(What is expected) Give every line of the material again, exactly as written.

# # #

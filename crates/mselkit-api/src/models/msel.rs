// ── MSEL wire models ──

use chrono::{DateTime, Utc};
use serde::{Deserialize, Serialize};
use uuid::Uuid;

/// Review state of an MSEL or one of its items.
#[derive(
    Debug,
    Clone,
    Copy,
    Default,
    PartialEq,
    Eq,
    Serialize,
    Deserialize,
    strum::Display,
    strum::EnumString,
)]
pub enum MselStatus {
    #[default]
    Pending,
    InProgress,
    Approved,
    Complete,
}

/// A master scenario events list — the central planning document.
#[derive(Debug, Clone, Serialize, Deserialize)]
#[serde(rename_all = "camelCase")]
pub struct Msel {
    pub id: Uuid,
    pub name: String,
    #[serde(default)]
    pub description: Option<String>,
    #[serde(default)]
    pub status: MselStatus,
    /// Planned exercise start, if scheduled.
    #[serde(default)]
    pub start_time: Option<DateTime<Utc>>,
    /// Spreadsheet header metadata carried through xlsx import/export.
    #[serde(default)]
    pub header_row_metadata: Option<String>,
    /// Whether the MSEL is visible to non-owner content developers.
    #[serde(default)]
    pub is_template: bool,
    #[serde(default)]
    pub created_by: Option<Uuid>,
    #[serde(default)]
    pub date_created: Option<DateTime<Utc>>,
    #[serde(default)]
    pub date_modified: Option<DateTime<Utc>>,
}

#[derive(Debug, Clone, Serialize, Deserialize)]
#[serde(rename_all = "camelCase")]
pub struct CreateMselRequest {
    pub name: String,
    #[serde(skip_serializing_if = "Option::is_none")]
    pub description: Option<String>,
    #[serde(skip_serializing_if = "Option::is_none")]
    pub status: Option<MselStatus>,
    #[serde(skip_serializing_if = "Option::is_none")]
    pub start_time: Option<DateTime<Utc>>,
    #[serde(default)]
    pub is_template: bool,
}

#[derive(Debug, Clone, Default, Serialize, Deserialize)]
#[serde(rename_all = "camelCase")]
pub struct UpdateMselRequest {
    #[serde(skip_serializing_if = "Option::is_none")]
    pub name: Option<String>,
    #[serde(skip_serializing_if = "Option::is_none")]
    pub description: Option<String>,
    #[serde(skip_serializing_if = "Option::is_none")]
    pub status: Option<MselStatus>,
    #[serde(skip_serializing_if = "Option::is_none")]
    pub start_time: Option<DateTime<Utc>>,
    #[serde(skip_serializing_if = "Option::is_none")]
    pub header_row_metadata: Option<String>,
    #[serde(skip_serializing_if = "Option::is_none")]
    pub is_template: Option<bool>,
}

# # #

(Solution for this exercise)
filename crates/mselkit-api/src/models/msel.rs
// ── MSEL wire models ──

use chrono::{DateTime, Utc};
use serde::{Deserialize, Serialize};
use uuid::Uuid;

/// Review state of an MSEL or one of its items.
#[derive(
    Debug,
    Clone,
    Copy,
    Default,
    PartialEq,
    Eq,
    Serialize,
    Deserialize,
    strum::Display,
    strum::EnumString,
)]
pub enum MselStatus {
    #[default]
    Pending,
    InProgress,
    Approved,
    Complete,
}

/// A master scenario events list — the central planning document.
#[derive(Debug, Clone, Serialize, Deserialize)]
#[serde(rename_all = "camelCase")]
pub struct Msel {
    pub id: Uuid,
    pub name: String,
    #[serde(default)]
    pub description: Option<String>,
    #[serde(default)]
    pub status: MselStatus,
    /// Planned exercise start, if scheduled.
    #[serde(default)]
    pub start_time: Option<DateTime<Utc>>,
    /// Spreadsheet header metadata carried through xlsx import/export.
    #[serde(default)]
    pub header_row_metadata: Option<String>,
    /// Whether the MSEL is visible to non-owner content developers.
    #[serde(default)]
    pub is_template: bool,
    #[serde(default)]
    pub created_by: Option<Uuid>,
    #[serde(default)]
    pub date_created: Option<DateTime<Utc>>,
    #[serde(default)]
    pub date_modified: Option<DateTime<Utc>>,
}

#[derive(Debug, Clone, Serialize, Deserialize)]
#[serde(rename_all = "camelCase")]
pub struct CreateMselRequest {
    pub name: String,
    #[serde(skip_serializing_if = "Option::is_none")]
    pub description: Option<String>,
    #[serde(skip_serializing_if = "Option::is_none")]
    pub status: Option<MselStatus>,
    #[serde(skip_serializing_if = "Option::is_none")]
    pub start_time: Option<DateTime<Utc>>,
    #[serde(default)]
    pub is_template: bool,
}

#[derive(Debug, Clone, Default, Serialize, Deserialize)]
#[serde(rename_all = "camelCase")]
pub struct UpdateMselRequest {
    #[serde(skip_serializing_if = "Option::is_none")]
    pub name: Option<String>,
    #[serde(skip_serializing_if = "Option::is_none")]
    pub description: Option<String>,
    #[serde(skip_serializing_if = "Option::is_none")]
    pub status: Option<MselStatus>,
    #[serde(skip_serializing_if = "Option::is_none")]
    pub start_time: Option<DateTime<Utc>>,
    #[serde(skip_serializing_if = "Option::is_none")]
    pub header_row_metadata: Option<String>,
    #[serde(skip_serializing_if = "Option::is_none")]
    pub is_template: Option<bool>,
}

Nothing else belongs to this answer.